Whenever a line of the records below contains the word "injection", copy that line.

> TASK INPUT:
>>>

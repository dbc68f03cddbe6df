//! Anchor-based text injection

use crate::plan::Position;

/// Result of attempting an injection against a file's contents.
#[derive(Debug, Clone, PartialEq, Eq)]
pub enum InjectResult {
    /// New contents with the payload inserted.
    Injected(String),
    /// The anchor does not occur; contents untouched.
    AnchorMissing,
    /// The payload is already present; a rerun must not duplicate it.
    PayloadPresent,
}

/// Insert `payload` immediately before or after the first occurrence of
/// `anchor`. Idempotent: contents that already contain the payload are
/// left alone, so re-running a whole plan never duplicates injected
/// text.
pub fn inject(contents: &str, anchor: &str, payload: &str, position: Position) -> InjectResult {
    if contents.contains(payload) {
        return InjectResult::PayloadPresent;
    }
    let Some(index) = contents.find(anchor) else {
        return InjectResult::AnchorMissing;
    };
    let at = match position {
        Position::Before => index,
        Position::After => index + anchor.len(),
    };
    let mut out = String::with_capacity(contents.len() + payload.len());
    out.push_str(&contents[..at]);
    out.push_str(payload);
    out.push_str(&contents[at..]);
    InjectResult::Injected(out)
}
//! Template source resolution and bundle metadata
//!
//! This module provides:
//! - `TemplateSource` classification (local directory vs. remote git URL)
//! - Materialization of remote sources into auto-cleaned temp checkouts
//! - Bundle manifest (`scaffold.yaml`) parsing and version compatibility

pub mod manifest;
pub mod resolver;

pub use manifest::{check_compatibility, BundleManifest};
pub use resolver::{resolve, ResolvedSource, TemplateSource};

<<<

> EXERCISE SOLUTION:
//! Anchor-based text injection
/// Result of attempting an injection against a file's contents.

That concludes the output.